From the HSLDA E-lert Service:


8/13/2009 3:20:05 PM
Home School Legal Defense Association
HSLDA's Homeschooling Your Struggling Learner Newsletter

HSLDA's Homeschooling Your Struggling Learner Newsletter
August 2009: Homeschooling a Child with Asperger's Syndrome, Part 3

by Dianne Craft
MA Special Education
Certified Natural Health Professional

The incidence of children with Asperger's Syndrome is increasing, but
many parents are finding comfort and success for these challenged
youths. In the February 2009 HSLDA Struggling Learner Newsletter
titled, "Homeschooling a Child with Asperger's Syndrome", we focused
on the biological interventions that parents of Asperger's children
have found helpful. Then, in the July issue, we turned our attention
toward beneficial educational and social interventions.

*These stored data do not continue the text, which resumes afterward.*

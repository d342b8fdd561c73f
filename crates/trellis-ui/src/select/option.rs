use std::hash::Hash;

use trellis_core::NodeId;

use crate::context::UiContext;
use crate::group::GroupItem;
use crate::widget::{Icon, Label, Widget, WidgetBase};

/// Values that can identify an option.
///
/// Options are deduplicated by value, so the data must hash consistently.
pub trait OptionValue: Clone + Eq + Hash + Send + 'static {}

impl<T> OptionValue for T where T: Clone + Eq + Hash + Send + 'static {}

/// Role of an option inside a selection engine.
#[derive(Debug, Clone, Copy, PartialEq, Eq, Default)]
pub enum OptionKind {
    /// Plain selectable option.
    #[default]
    Option,
    /// Menu entry with a check icon.
    MenuItem,
    /// Non-interactive heading between menu entries.
    MenuSection,
}

impl OptionKind {
    pub fn selectable(&self) -> bool {
        !matches!(self, OptionKind::MenuSection)
    }

    pub fn highlightable(&self) -> bool {
        !matches!(self, OptionKind::MenuSection)
    }

    fn class(&self) -> &'static str {
        match self {
            OptionKind::Option => "trellis-option",
            OptionKind::MenuItem => "trellis-menu-item",
            OptionKind::MenuSection => "trellis-menu-section",
        }
    }
}

/// Configuration for an [`OptionWidget`].
#[derive(Debug, Clone, Default)]
pub struct OptionConfig {
    pub kind: OptionKind,
    pub label: Option<String>,
    /// Overrides the kind's default icon.
    pub icon: Option<String>,
    pub disabled: bool,
}

impl OptionConfig {
    pub fn labeled(label: impl Into<String>) -> Self {
        Self {
            label: Some(label.into()),
            ..Default::default()
        }
    }

    pub fn menu_item(label: impl Into<String>) -> Self {
        Self {
            kind: OptionKind::MenuItem,
            label: Some(label.into()),
            ..Default::default()
        }
    }

    pub fn section(label: impl Into<String>) -> Self {
        Self {
            kind: OptionKind::MenuSection,
            label: Some(label.into()),
            ..Default::default()
        }
    }

    pub fn disabled(mut self) -> Self {
        self.disabled = true;
        self
    }
}

/// An item of a selection engine carrying an opaque data value.
#[derive(Debug)]
pub struct OptionWidget<D> {
    base: WidgetBase,
    icon: Icon,
    label: Label,
    kind: OptionKind,
    data: D,
    selected: bool,
    highlighted: bool,
}

impl<D: OptionValue> OptionWidget<D> {
    pub fn new(ctx: &UiContext, data: D, config: OptionConfig) -> Self {
        let mut base = WidgetBase::new(ctx, "div", config.kind.class());
        let mut icon = Icon::new(ctx);
        let mut label = Label::new(ctx);
        base.element().append(icon.element());
        base.element().append(label.element());

        let default_icon = match config.kind {
            OptionKind::MenuItem => Some("check"),
            _ => None,
        };
        icon.set_icon(config.icon.as_deref().or(default_icon));
        label.set_label(config.label.as_deref());
        if config.disabled {
            base.set_disabled(true);
        }

        Self {
            base,
            icon,
            label,
            kind: config.kind,
            data,
            selected: false,
            highlighted: false,
        }
    }

    pub fn data(&self) -> &D {
        &self.data
    }

    pub fn kind(&self) -> OptionKind {
        self.kind
    }

    pub fn label(&self) -> Option<&str> {
        self.label.label()
    }

    pub fn is_selectable(&self) -> bool {
        self.kind.selectable() && !self.base.is_disabled()
    }

    pub fn is_highlightable(&self) -> bool {
        self.kind.highlightable() && !self.base.is_disabled()
    }

    pub fn is_selected(&self) -> bool {
        self.selected
    }

    pub fn is_highlighted(&self) -> bool {
        self.highlighted
    }

    /// Set the selected state. Turning it on requires a selectable option;
    /// turning it off always succeeds so exclusivity holds for disabled items.
    pub fn set_selected(&mut self, selected: bool) {
        if selected && !self.is_selectable() {
            return;
        }
        self.selected = selected;
        self.base.element().toggle_class("trellis-option-selected", selected);
    }

    /// Set the highlighted state; the same asymmetry as [`set_selected`](Self::set_selected) applies.
    pub fn set_highlighted(&mut self, highlighted: bool) {
        if highlighted && !self.is_highlightable() {
            return;
        }
        self.highlighted = highlighted;
        self.show_highlight(highlighted);
    }

    /// Toggle only the visual highlight, leaving state untouched (used by flashing).
    pub(crate) fn show_highlight(&self, on: bool) {
        self.base.element().toggle_class("trellis-option-highlighted", on);
    }

    pub fn destroy(self) {
        self.icon.destroy();
        self.label.destroy();
        self.base.destroy();
    }
}

impl<D> GroupItem for OptionWidget<D> {
    fn node(&self) -> NodeId {
        self.base.element().node()
    }
}

impl<D> Widget for OptionWidget<D> {
    fn base(&self) -> &WidgetBase {
        &self.base
    }

    fn base_mut(&mut self) -> &mut WidgetBase {
        &mut self.base
    }

    fn debug_name(&self) -> &str {
        "OptionWidget"
    }

    fn set_disabled(&mut self, disabled: bool) {
        self.base.set_disabled(disabled);
    }

    fn as_iconed(&self) -> Option<&Icon> {
        Some(&self.icon)
    }

    fn as_iconed_mut(&mut self) -> Option<&mut Icon> {
        Some(&mut self.icon)
    }

    fn as_labeled(&self) -> Option<&Label> {
        Some(&self.label)
    }

    fn as_labeled_mut(&mut self) -> Option<&mut Label> {
        Some(&mut self.label)
    }
}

Today, we will
address the topic of frequently recommended and necessary therapies.


Should your homeschool program include working with therapists? Many
parents surveyed feel comfortable enough to work on most of their
child's issues at home. Others feel that much is gained by having
their child work with therapists once or twice a week.

1. Occupational Therapy

This type of help has received the most favorable comments from
parents. Most helpful is sensory integration therapy, which teaches
parents the "brushing technique" to help an overly responsive child
modulate his or her responses to outside stimuli.

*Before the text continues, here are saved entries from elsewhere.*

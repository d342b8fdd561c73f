use std::collections::VecDeque;
use std::fmt;
use std::sync::{Arc, Weak};

use indexmap::IndexMap;
use parking_lot::Mutex;
use tracing::debug;
use trellis_core::alloc::HashSet;

use crate::context::UiContext;
use crate::element::Element;
use crate::error::{UiError, UiResult};
use crate::tool::tool::ToolAction;

/// One entry of an include/exclude/promote/demote list.
#[derive(Debug, Clone, PartialEq, Eq, Hash)]
pub enum ToolSelector {
    /// Every registered tool that opts into automatic inclusion.
    All,
    /// Every tool of a group that opts into automatic inclusion.
    Group(String),
    /// One tool by name, regardless of automatic inclusion.
    Name(String),
}

impl ToolSelector {
    pub fn group(group: impl Into<String>) -> Self {
        ToolSelector::Group(group.into())
    }

    pub fn name(name: impl Into<String>) -> Self {
        ToolSelector::Name(name.into())
    }
}

impl From<&str> for ToolSelector {
    /// `"*"` selects everything; any other string names one tool.
    fn from(value: &str) -> Self {
        match value {
            "*" => ToolSelector::All,
            name => ToolSelector::Name(name.to_string()),
        }
    }
}

/// Parse a list of selector strings.
pub fn selectors(values: &[&str]) -> Vec<ToolSelector> {
    values.iter().map(|v| ToolSelector::from(*v)).collect()
}

/// Tool title, either literal text or a message key.
#[derive(Debug, Clone, PartialEq, Eq)]
pub enum ToolTitle {
    Text(String),
    Message(String),
}

impl ToolTitle {
    pub(crate) fn resolve(&self, ctx: &UiContext) -> String {
        match self {
            ToolTitle::Text(text) => text.clone(),
            ToolTitle::Message(key) => ctx.msg(key, &[]),
        }
    }
}

type ActionConstructor = Arc<dyn Fn(&UiContext, &Element) -> Box<dyn ToolAction> + Send + Sync>;

/// Immutable description of a tool kind.
///
/// The action constructor builds the per-instance behavior; it receives the
/// tool's root element so actions can attach their own content to it.
#[derive(Clone)]
pub struct ToolDescriptor {
    name: String,
    group: String,
    icon: Option<String>,
    title: Option<ToolTitle>,
    auto_add: bool,
    action: ActionConstructor,
}

impl ToolDescriptor {
    pub fn new<F>(name: impl Into<String>, group: impl Into<String>, action: F) -> Self
    where
        F: Fn(&UiContext, &Element) -> Box<dyn ToolAction> + Send + Sync + 'static,
    {
        Self {
            name: name.into(),
            group: group.into(),
            icon: None,
            title: None,
            auto_add: true,
            action: Arc::new(action),
        }
    }

    pub fn with_icon(mut self, icon: impl Into<String>) -> Self {
        self.icon = Some(icon.into());
        self
    }

    pub fn with_title(mut self, title: impl Into<String>) -> Self {
        self.title = Some(ToolTitle::Text(title.into()));
        self
    }

    pub fn with_title_msg(mut self, key: impl Into<String>) -> Self {
        self.title = Some(ToolTitle::Message(key.into()));
        self
    }

    /// Exclude the tool from wildcard and group expansion; it is then only
    /// included when named explicitly.
    pub fn manual(mut self) -> Self {
        self.auto_add = false;
        self
    }

    pub fn name(&self) -> &str {
        &self.name
    }

    pub fn group(&self) -> &str {
        &self.group
    }

    pub fn icon(&self) -> Option<&str> {
        self.icon.as_deref()
    }

    pub fn title(&self) -> Option<&ToolTitle> {
        self.title.as_ref()
    }

    pub fn auto_add(&self) -> bool {
        self.auto_add
    }

    pub(crate) fn build_action(&self, ctx: &UiContext, root: &Element) -> Box<dyn ToolAction> {
        (self.action)(ctx, root)
    }
}

impl fmt::Debug for ToolDescriptor {
    fn fmt(&self, f: &mut fmt::Formatter<'_>) -> fmt::Result {
        f.debug_struct("ToolDescriptor")
            .field("name", &self.name)
            .field("group", &self.group)
            .field("icon", &self.icon)
            .field("auto_add", &self.auto_add)
            .finish_non_exhaustive()
    }
}

type Mailbox = Arc<Mutex<VecDeque<String>>>;

#[derive(Default)]
struct Registry {
    tools: IndexMap<String, ToolDescriptor>,
    subscribers: Vec<Weak<Mutex<VecDeque<String>>>>,
}

/// Registry of tool descriptors shared by every toolbar that uses it.
///
/// Clones share one registry. Registering a tool never calls back into the
/// subscribers; it appends the name to each subscriber's mailbox, and the
/// owner drains it with [`Registrations::drain`] when it is ready to
/// repopulate.
#[derive(Clone, Default)]
pub struct ToolFactory {
    registry: Arc<Mutex<Registry>>,
}

impl ToolFactory {
    pub fn new() -> Self {
        Self::default()
    }

    /// Register `descriptor`, replacing any tool with the same name.
    pub fn register(&self, descriptor: ToolDescriptor) {
        let mut registry = self.registry.lock();
        let name = descriptor.name.clone();
        debug!("Registered tool {}", name);
        registry.tools.insert(name.clone(), descriptor);
        registry.subscribers.retain(|mailbox| match mailbox.upgrade() {
            Some(mailbox) => {
                mailbox.lock().push_back(name.clone());
                true
            }
            None => false,
        });
    }

    /// Open a mailbox that receives the name of every later registration.
    pub fn subscribe(&self) -> Registrations {
        let mailbox: Mailbox = Arc::new(Mutex::new(VecDeque::new()));
        self.registry.lock().subscribers.push(Arc::downgrade(&mailbox));
        Registrations { mailbox }
    }

    pub fn lookup(&self, name: &str) -> bool {
        self.registry.lock().tools.contains_key(name)
    }

    pub fn descriptor(&self, name: &str) -> UiResult<ToolDescriptor> {
        self.registry
            .lock()
            .tools
            .get(name)
            .cloned()
            .ok_or_else(|| UiError::UnknownTool {
                name: name.to_string(),
            })
    }

    pub fn len(&self) -> usize {
        self.registry.lock().tools.len()
    }

    pub fn is_empty(&self) -> bool {
        self.len() == 0
    }

    /// Resolve selector lists into an ordered list of registered tool names.
    ///
    /// `included = include - exclude` keeps the order of `include`. Promoted and
    /// demoted names are taken first and marked used; the rest of `included`
    /// follows in its relative order. The result is
    /// `promoted ++ remaining ++ demoted`. Names that are not registered are
    /// dropped.
    pub fn get_tools(
        &self,
        include: &[ToolSelector],
        exclude: &[ToolSelector],
        promote: &[ToolSelector],
        demote: &[ToolSelector],
    ) -> Vec<String> {
        let registry = self.registry.lock();
        let excluded: HashSet<String> = extract(&registry, exclude, None).into_iter().collect();
        let included: Vec<String> = extract(&registry, include, None)
            .into_iter()
            .filter(|name| !excluded.contains(name))
            .collect();

        let mut used = HashSet::default();
        let promoted = extract(&registry, promote, Some(&mut used));
        let demoted = extract(&registry, demote, Some(&mut used));

        let mut names = promoted;
        for name in included {
            if used.insert(name.clone()) {
                names.push(name);
            }
        }
        names.extend(demoted);
        names
    }
}

/// Expand selectors against the registry. With `used`, names already used are
/// skipped and every returned name is marked used.
fn extract(registry: &Registry, selectors: &[ToolSelector], mut used: Option<&mut HashSet<String>>) -> Vec<String> {
    let mut names = Vec::new();
    let mut take = |name: &str, names: &mut Vec<String>| {
        let fresh = match used.as_deref_mut() {
            Some(used) => used.insert(name.to_string()),
            None => true,
        };
        if fresh {
            names.push(name.to_string());
        }
    };

    for selector in selectors {
        match selector {
            ToolSelector::All => {
                for (name, tool) in &registry.tools {
                    if tool.auto_add {
                        take(name, &mut names);
                    }
                }
            }
            ToolSelector::Group(group) => {
                for (name, tool) in &registry.tools {
                    if tool.auto_add && tool.group == *group {
                        take(name, &mut names);
                    }
                }
            }
            ToolSelector::Name(name) => {
                if registry.tools.contains_key(name) {
                    take(name, &mut names);
                }
            }
        }
    }
    names
}

impl fmt::Debug for ToolFactory {
    fn fmt(&self, f: &mut fmt::Formatter<'_>) -> fmt::Result {
        let registry = self.registry.lock();
        f.debug_struct("ToolFactory")
            .field("tools", &registry.tools.keys().collect::<Vec<_>>())
            .field("subscribers", &registry.subscribers.len())
            .finish()
    }
}

/// Pending registration notices for one subscriber.
#[derive(Debug)]
pub struct Registrations {
    mailbox: Mailbox,
}

impl Registrations {
    /// Take every name registered since the last drain.
    pub fn drain(&self) -> Vec<String> {
        self.mailbox.lock().drain(..).collect()
    }

    pub fn is_empty(&self) -> bool {
        self.mailbox.lock().is_empty()
    }
}

#[cfg(test)]
mod tests {
    use super::*;
    use crate::tool::tool::CommandTool;

    fn tool(name: &str, group: &str) -> ToolDescriptor {
        ToolDescriptor::new(name, group, |_, _| Box::new(CommandTool::new(|| {})))
    }

    fn factory() -> ToolFactory {
        let factory = ToolFactory::new();
        factory.register(tool("a", "G1"));
        factory.register(tool("b", "G1"));
        factory.register(tool("c", "G2"));
        factory
    }

    #[test]
    fn test_promote_and_demote() {
        let names = factory().get_tools(&selectors(&["*"]), &[], &selectors(&["c"]), &selectors(&["a"]));
        assert_eq!(names, vec!["c", "b", "a"]);
    }

    #[test]
    fn test_exclude_and_group() {
        let factory = factory();
        let names = factory.get_tools(&[ToolSelector::group("G1")], &selectors(&["a"]), &[], &[]);
        assert_eq!(names, vec!["b"]);

        let names = factory.get_tools(&selectors(&["*"]), &[ToolSelector::group("G1")], &[], &[]);
        assert_eq!(names, vec!["c"]);
    }

    #[test]
    fn test_manual_tools_need_explicit_names() {
        let factory = factory();
        factory.register(tool("d", "G2").manual());

        let names = factory.get_tools(&selectors(&["*"]), &[], &[], &[]);
        assert_eq!(names, vec!["a", "b", "c"]);
        let names = factory.get_tools(&[ToolSelector::group("G2"), ToolSelector::name("d")], &[], &[], &[]);
        assert_eq!(names, vec!["c", "d"]);
    }

    #[test]
    fn test_unregistered_names_dropped() {
        let names = factory().get_tools(&selectors(&["x", "b"]), &[], &selectors(&["y"]), &[]);
        assert_eq!(names, vec!["b"]);
    }

    #[test]
    fn test_registration_notifies_mailboxes() {
        let factory = factory();
        let first = factory.subscribe();
        let second = factory.subscribe();

        factory.register(tool("d", "G2"));
        assert_eq!(first.drain(), vec!["d".to_string()]);
        assert!(first.is_empty());
        assert_eq!(second.drain(), vec!["d".to_string()]);

        drop(second);
        factory.register(tool("e", "G2"));
        assert!(format!("{:?}", factory).contains("subscribers: 1"));
    }

    #[test]
    fn test_unknown_descriptor() {
        let err = factory().descriptor("zz").unwrap_err();
        assert_eq!(err.to_string(), "Unknown tool: zz");
    }
}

Sensory Integration Issues: If your child's main need is in the
sensory integration (SI) area, parents have found that there are many
ways to incorporate SI therapy into the homeschooling day. They
include a strong "sensory diet" into their child's day by using such
methods as a spinning seat, trampoline, having the child sit under
cushions while watching a video or being read to, having the child go
barefoot in the grass, or, for more tactilely sensitive children,
putting on lotion or giving back rubs.

Other parents have found that using home therapeutics such as The
Listening Program ( helps
modulate their child's sensory system. Many parents have also learned
the benefit of nutritional interventions to feed their child's nervous
system so that it gives more balanced signals to the child's brain and
body. (See "Homeschooling the Child with Asperger Syndrome" by Lise Pyles for more home
therapy ideas.)

Fine Motor: For fine motor issues, parents often have their child peel
fruit, open small packets, peel off stickers, shell peanuts, or do
needlecraft. To improve the spatial and writing issues of the child,
many parent use the "Writing Eight Exercise" designed to cross the
midline (, or "Handwriting
Without Tears" ( .

Gross Motor: An Asperger's child with gross motor issues often doesn't
participate in gym classes in public school. At home, however,
parents can do much to help a child in this area. Examples of gross
motor therapies include biking, horseback riding, skateboarding,
karate, swimming, and gymnastics.

2. Speech

Children with Asperger's Syndrome often do not need the more
traditional form of speech therapy, such as help with articulation
errors, but they tend to need help with more pragmatic (practical,
conversational) speech encouragement. A speech therapist, in this
case, can help the Asperger's child learn to take turns in
conversation and understand idioms and more common expressions that
are used in everyday conversational speech.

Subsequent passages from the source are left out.